### [What to produce]
Report each line of the data that has "DayDescriptor" somewhere in it.

[Stored data entries]
§

//! Render snapshots handed to the host.
//!
//! Everything here is derived on demand from one controller snapshot and
//! never stored, so the grid range and the day classifications always
//! describe the same view month.

use crate::{
    Bounds, CalendarDate, DateRange, DayDescriptor, DayNameStyle, LocaleProfile, Month,
    PickerConfig, ViewMonth, Year, classify, compute_range, enumerate_days, format_date,
};

/// Everything a front end needs to draw the picker.
#[derive(Debug, Clone, PartialEq, Eq)]
pub struct PickerView {
    pub field:  FieldView,
    /// Present only while the picker is open.
    pub header: Option<HeaderView>,
    /// Present only while the picker is open.
    pub grid:   Option<GridView>,
}

/// The text field showing the committed value.
#[derive(Debug, Clone, PartialEq, Eq)]
pub struct FieldView {
    /// Committed value in the display format, or empty.
    pub text:          String,
    pub label:         String,
    pub placeholder:   String,
    pub disabled:      bool,
    pub error:         Option<String>,
    pub aria_expanded: bool,
    pub aria_haspopup: &'static str,
    pub role:          &'static str,
}

/// One entry of a dropdown.
#[derive(Debug, Clone, PartialEq, Eq)]
pub struct SelectOption<T> {
    pub value: T,
    pub label: String,
}

/// Month/year selectors and navigation buttons above the grid.
#[derive(Debug, Clone, PartialEq, Eq)]
pub struct HeaderView {
    pub month_options:      Vec<SelectOption<Month>>,
    pub year_options:       Vec<SelectOption<Year>>,
    pub selected_month:     Month,
    pub selected_year:      Year,
    pub previous_label:     &'static str,
    pub next_label:         &'static str,
    pub select_month_label: &'static str,
    pub select_year_label:  &'static str,
}

/// The month grid: weekday headers then one cell per displayed day.
#[derive(Debug, Clone, PartialEq, Eq)]
pub struct GridView {
    pub role:            &'static str,
    pub aria_label:      &'static str,
    pub weekday_headers: [&'static str; 7],
    pub range:           DateRange,
    pub cells:           Vec<DayCell>,
}

/// A single day button.
#[derive(Debug, Clone, PartialEq, Eq)]
pub struct DayCell {
    pub descriptor:   DayDescriptor,
    pub text:         String,
    pub aria_label:   String,
    pub aria_pressed: bool,
    /// `0` for the grid's single default tab stop, `-1` otherwise.
    pub tab_index:    i8,
}

impl GridView {
    /// Cells grouped into week rows.
    pub fn rows(&self) -> impl Iterator<Item = &[DayCell]> {
        self.cells.chunks(7)
    }

    /// The cell that receives focus when tabbing into the grid, if any.
    pub fn tab_stop(&self) -> Option<&DayCell> {
        self.cells.iter().find(|cell| cell.tab_index == 0)
    }

    pub fn cell(&self, date: CalendarDate) -> Option<&DayCell> {
        self.cells.iter().find(|cell| cell.descriptor.date == date)
    }
}

pub(crate) fn field_view(
    config: &PickerConfig,
    profile: &LocaleProfile,
    selected: Option<CalendarDate>,
    open: bool,
) -> FieldView {
    let text = selected
        .map(|date| format_date(date, config.effective_date_format(profile), profile))
        .unwrap_or_default();
    FieldView {
        text,
        label: config.effective_label(profile).to_owned(),
        placeholder: config.effective_placeholder(profile).to_owned(),
        disabled: config.disabled,
        error: config.error.clone(),
        aria_expanded: open,
        aria_haspopup: "dialog",
        role: "combobox",
    }
}

pub(crate) fn header_view(view: ViewMonth, profile: &LocaleProfile) -> HeaderView {
    HeaderView {
        month_options:      Month::all()
            .map(|month| SelectOption {
                value: month,
                label: profile.month_name(month).to_owned(),
            })
            .collect(),
        year_options:       view
            .year_options()
            .map(|year| SelectOption {
                value: year,
                label: year.to_string(),
            })
            .collect(),
        selected_month:     view.month(),
        selected_year:      view.year(),
        previous_label:     profile.texts.previous_month,
        next_label:         profile.texts.next_month,
        select_month_label: profile.texts.select_month,
        select_year_label:  profile.texts.select_year,
    }
}

pub(crate) struct GridInputs<'a> {
    pub view:     ViewMonth,
    pub profile:  &'a LocaleProfile,
    pub selected: Option<CalendarDate>,
    pub today:    CalendarDate,
    pub disabled: bool,
    pub bounds:   Bounds,
}

pub(crate) fn grid_view(inputs: &GridInputs<'_>) -> GridView {
    let range = compute_range(inputs.view, inputs.profile.first_day_of_week);
    let cells = enumerate_days(range)
        .map(|day| {
            let descriptor = classify(
                day,
                inputs.view,
                inputs.selected,
                inputs.today,
                inputs.disabled,
                &inputs.bounds,
            );
            day_cell(descriptor, inputs.profile)
        })
        .collect();

    GridView {
        role: "dialog",
        aria_label: inputs.profile.texts.calendar_label,
        weekday_headers: inputs.profile.weekday_headers(DayNameStyle::Short),
        range,
        cells,
    }
}

fn day_cell(descriptor: DayDescriptor, profile: &LocaleProfile) -> DayCell {
    let date = descriptor.date;
    let mut aria_label = format!(
        "{} {} {}",
        date.day().get(),
        profile.month_name(date.month()),
        date.year().get()
    );
    if descriptor.is_today {
        aria_label.push_str(", ");
        aria_label.push_str(profile.texts.today);
    }
    if descriptor.is_selected {
        aria_label.push_str(", ");
        aria_label.push_str(profile.texts.selected);
    }

    DayCell {
        text: date.day().get().to_string(),
        aria_label,
        aria_pressed: descriptor.is_selected,
        tab_index: if descriptor.is_selected { 0 } else { -1 },
        descriptor,
    }
}

#[cfg(test)]
mod tests {
    use super::*;
    use crate::resolve;
    use crate::test_utils::{date, view};

    fn inputs(selected: Option<CalendarDate>, today: CalendarDate) -> GridInputs<'static> {
        GridInputs {
            view: view(2024, 2),
            profile: resolve(Some("fr")),
            selected,
            today,
            disabled: false,
            bounds: Bounds::UNBOUNDED,
        }
    }

    #[test]
    fn test_grid_cells_match_range() {
        let grid = grid_view(&inputs(None, date(2024, 2, 10)));
        assert_eq!(grid.cells.len(), 35);
        assert_eq!(grid.rows().count(), 5);
        assert_eq!(grid.cells[0].descriptor.date, grid.range.start());
        assert_eq!(grid.weekday_headers[0], "lun");
        assert!(!grid.cells[0].descriptor.in_current_month);
    }

    #[test]
    fn test_aria_label_with_qualifiers() {
        let grid = grid_view(&inputs(Some(date(2024, 2, 14)), date(2024, 2, 14)));
        let cell = grid.cell(date(2024, 2, 14)).unwrap();
        assert_eq!(cell.aria_label, "14 février 2024, aujourd'hui, sélectionné");
        assert!(cell.aria_pressed);
        assert_eq!(cell.text, "14");

        let plain = grid.cell(date(2024, 2, 15)).unwrap();
        assert_eq!(plain.aria_label, "15 février 2024");
        assert!(!plain.aria_pressed);
    }

    #[test]
    fn test_single_tab_stop_is_selected_day() {
        let grid = grid_view(&inputs(Some(date(2024, 2, 14)), date(2024, 2, 1)));
        assert_eq!(grid.cells.iter().filter(|c| c.tab_index == 0).count(), 1);
        assert_eq!(grid.tab_stop().map(|c| c.descriptor.date), Some(date(2024, 2, 14)));
    }

    #[test]
    fn test_no_tab_stop_without_selection() {
        let grid = grid_view(&inputs(None, date(2024, 2, 1)));
        assert!(grid.tab_stop().is_none());
        assert!(grid.cells.iter().all(|c| c.tab_index == -1));
    }

    #[test]
    fn test_header_options() {
        let header = header_view(view(2024, 12), resolve(Some("en")));
        assert_eq!(header.month_options.len(), 12);
        assert_eq!(header.month_options[0].label, "January");
        assert_eq!(header.year_options.len(), 21);
        assert_eq!(header.year_options[0].label, "2014");
        assert_eq!(header.year_options[20].label, "2034");
        assert_eq!(header.selected_year.get(), 2024);
        assert_eq!(header.previous_label, "Previous month");
    }

    #[test]
    fn test_field_view_text_and_defaults() {
        let config = PickerConfig::default();
        let field = field_view(&config, config.profile(), Some(date(2024, 3, 5)), true);
        assert_eq!(field.text, "05/03/2024");
        assert_eq!(field.label, "Sélecteur de date");
        assert_eq!(field.placeholder, "JJ/MM/AAAA");
        assert!(field.aria_expanded);
        assert_eq!(field.role, "combobox");
        assert_eq!(field.aria_haspopup, "dialog");

        let empty = field_view(&config, config.profile(), None, false);
        assert_eq!(empty.text, "");
        assert!(!empty.aria_expanded);
    }

    #[test]
    fn test_field_view_date_format_override() {
        let config = PickerConfig::default().with_locale("en").with_date_format("d MMM yyyy");
        let field = field_view(&config, resolve(Some("en")), Some(date(2024, 3, 5)), false);
        assert_eq!(field.text, "5 Mar 2024");
    }
}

§

### [Exercise answer]
    Bounds, CalendarDate, DateRange, DayDescriptor, DayNameStyle, LocaleProfile, Month,
    pub descriptor:   DayDescriptor,
fn day_cell(descriptor: DayDescriptor, profile: &LocaleProfile) -> DayCell {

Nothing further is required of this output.